3. And lastly, keep believing that you can change the world.  Join with others who share your passion. Use social media to raise awareness of your cause.  Great people make a name for themselves through perseverance.

"Of course, it's hard.  It's supposed to be hard. If it were easy, everybody would do it.  Hard is what makes it great."  ~ A League of Their Own

Saturday, January 31, 2015

Helping Kids Set Boundaries

This week, I talked with a student whose parent often becomes angry. She feels responsible for the parent's emotions and poor behavior. She finds ways to calm the parent and keep the parent happy. Instead of being able to focus on herself, she has taken on responsibility for another human being. Boundaries have been blurred.

What are Boundaries? 
A boundary defines "what is me and what is not me" (Cloud & Townsend, 1992, p. 31).  Boundaries are developed in the context of a safe relationship, usually with the mother.  They allow the child to feel safe and attached enough to venture out and be independent.  In other words, the world feels safe enough for the child to practice making decisions on their own.

When Kids Say "No"
When a child exercises their "no," they are practicing boundaries.  As educators and parents, we often believe the idea that we are the adult, they are the child, and there is no room for discussion.  However, saying "no" is one of the first boundaries a child practices.  If we respond with a "my-way-or-the-highway" approach, we are sending two messages:
1. I don't respect your 'no."
2. Do what I say now, whether you agree with it or not.
If we, as safe adults, don't allow children to practice their "no," they may not be ready to say "no" later in life, perhaps five years later when their friends pressure them to use marijuana.  We don't want our children to act under coercion, even if it is our coercion.  This will lead to a teenager who either people pleases or does "the right thing" only when you are around.

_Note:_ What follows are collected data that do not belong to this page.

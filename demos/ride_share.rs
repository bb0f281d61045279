use rideplan::{
    ExpansionMode, PlanVisualizer, Planner, PlannerConfig, ProblemDescription, Result,
};

const PROBLEM: &str = r#"{
    "persons": [
        { "name": "Ada", "home": "Elm St", "at": "North Depot", "car": "Van" },
        { "name": "Bo",  "home": "Oak St", "at": "South Depot" }
    ],
    "locations": [
        { "name": "North Depot", "supply": 120 },
        { "name": "South Depot", "supply": 60 },
        { "name": "Market",      "demand": 120 },
        { "name": "Shelter",     "demand": 60 }
    ],
    "cars": [
        { "name": "Van",   "capacity": 60, "owner": "Ada", "at": "North Depot" },
        { "name": "Truck", "capacity": 60, "owner": "Bo",  "at": "South Depot" }
    ]
}"#;

fn main() -> Result<()> {
    env_logger::init();

    // Optional first argument: a TOML planner configuration.
    let config = match std::env::args().nth(1) {
        Some(path) => PlannerConfig::load(path)?,
        None => PlannerConfig::new()
            .with_plans_to_find(3)
            .with_expansion(ExpansionMode::Sample(6))
            .with_seed(7)
            .with_parallel_grounding(true),
    };

    let problem = ProblemDescription::from_json(PROBLEM)?.build()?;
    let planner = Planner::from_problem(&problem, config)?;
    println!("Grounded {} actions", planner.actions().len());

    let outcome = planner.run()?;
    println!(
        "Search {}: {} plans, {} iterations, {} states",
        outcome.status,
        outcome.plans.len(),
        outcome.iterations,
        outcome.states_generated
    );

    for (i, plan) in outcome.plans.iter().enumerate() {
        println!(
            "\nPlan {} ({} steps, {} trips, entropy {:.3})",
            i + 1,
            plan.len(),
            plan.total_trips(),
            plan.trip_entropy()
        );
        print!("{}", plan);
    }

    let plan = outcome.first_plan()?;
    PlanVisualizer::new().write_plan(&problem.initial_state, plan, "ride_share_plan.dot")?;
    println!("\nWrote ride_share_plan.dot");

    Ok(())
}
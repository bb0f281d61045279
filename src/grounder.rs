//! # Grounder
//!
//! Expands action schemas into every concrete action instance the world
//! objects allow. For each formal parameter the objects of matching type form
//! a pool; the grounded actions are the Cartesian product of those pools in
//! parameter order. Cost is the product of the pool sizes, paid once before
//! search starts.
//!
//! ```
//! use rideplan::{build_grounded_actions, Action, Variable, WorldObject};
//!
//! let drive = Action::new(
//!     "Drive",
//!     vec![Variable::new("from_loc", "location"), Variable::new("to_loc", "location")],
//! );
//! let objects = vec![
//!     WorldObject::new("A", "location"),
//!     WorldObject::new("B", "location"),
//!     WorldObject::new("C", "location"),
//! ];
//!
//! let grounded = build_grounded_actions(&[drive], &objects).unwrap();
//! assert_eq!(grounded.len(), 9);
//! ```

use rayon::prelude::*;

use crate::entity::WorldObject;
use crate::{Action, Result};

/// Grounds a single schema against `objects`.
///
/// A parameter whose type matches no object makes the whole schema
/// ungroundable; that is logged and yields an empty list, not an error.
///
/// # Errors
///
/// Propagates binding failures such as `PlanError::MissingAttribute` when a
/// parameter-dependent delta needs an attribute an object does not carry.
pub fn ground_action(schema: &Action, objects: &[WorldObject]) -> Result<Vec<Action>> {
    let pools: Vec<Vec<&WorldObject>> = schema
        .parameters
        .iter()
        .map(|param| objects.iter().filter(|o| o.kind == param.kind).collect())
        .collect();

    if let Some(empty) = pools.iter().position(Vec::is_empty) {
        log::info!(
            "Schema {} is ungroundable: no objects of type {} for parameter {}",
            schema.name,
            schema.parameters[empty].kind,
            schema.parameters[empty].name
        );
        return Ok(Vec::new());
    }

    let mut combinations: Vec<Vec<&WorldObject>> = vec![Vec::new()];
    for pool in &pools {
        let mut next = Vec::with_capacity(combinations.len() * pool.len());
        for base in &combinations {
            for object in pool {
                let mut combination = Vec::with_capacity(pools.len());
                combination.extend_from_slice(base);
                combination.push(*object);
                next.push(combination);
            }
        }
        combinations = next;
    }

    let grounded = combinations
        .iter()
        .map(|combination| schema.bind(combination))
        .collect::<Result<Vec<_>>>()?;

    log::debug!("Grounded {} into {} actions", schema.name, grounded.len());
    Ok(grounded)
}

/// Grounds every schema and concatenates the results in schema order.
pub fn build_grounded_actions(schemas: &[Action], objects: &[WorldObject]) -> Result<Vec<Action>> {
    let mut actions = Vec::new();
    for schema in schemas {
        actions.extend(ground_action(schema, objects)?);
    }
    log::info!(
        "Grounded {} schemas into {} actions",
        schemas.len(),
        actions.len()
    );
    Ok(actions)
}

/// Same as [`build_grounded_actions`], grounding schemas on the rayon pool.
///
/// The output order matches the sequential version.
pub fn par_build_grounded_actions(
    schemas: &[Action],
    objects: &[WorldObject],
) -> Result<Vec<Action>> {
    let slices = schemas
        .par_iter()
        .map(|schema| ground_action(schema, objects))
        .collect::<Result<Vec<_>>>()?;
    let actions: Vec<Action> = slices.into_iter().flatten().collect();
    log::info!(
        "Grounded {} schemas into {} actions (parallel)",
        schemas.len(),
        actions.len()
    );
    Ok(actions)
}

Instead, we respect their "no" (within limits) and allow natural consequences to occur. 

If we choose to emotionally withdraw when they don't do as we expect, we send the message, "When I'm good, I am loved.  When I'm bad, I am cut off" (p. 77).  Imagine how you would feel if you internalized this message (which you may have) and lived your life according to this.  What a rollercoaster of emotions!


Boundaries and Trauma
Many of my students are exposed to trauma.  Dr. Cloud and Dr. Townsend (1992) describe trauma as similar to "lightning hitting a tree."  It shakes a child to their core as they question two beliefs:

"1. The world is reasonably safe.
2. They have control over their lives."
 
(Cloud & Townsend, 1992, p 83)

These two beliefs are at the heart of developing healthy boundaries.  Children who have experienced trauma often do not have the safe attachment that allows them to feel confident in setting boundaries.  They may have difficulty with physical boundaries (personal space and respecting their body), emotional boundaries (trying to make others happy or trying to make others like them), and verbal boundaries (giving into peer pressure).




What Can We Do?
As school counselors, we can help children heal and practice their boundaries.  Below are three concepts we can integrate into our counseling and instruction:
You are responsible for your happiness.  You are not responsible for someone else's happiness.
You are responsible for your own choices, and the natural consequences that follow.
You can say "no" and be respected.  You also have to respect other people's "no's." 
The next time a child says, "No," you just might think of it in a different way.

Reference
Based on Dr. Cloud & Dr. Townsend (1992). Boundaries.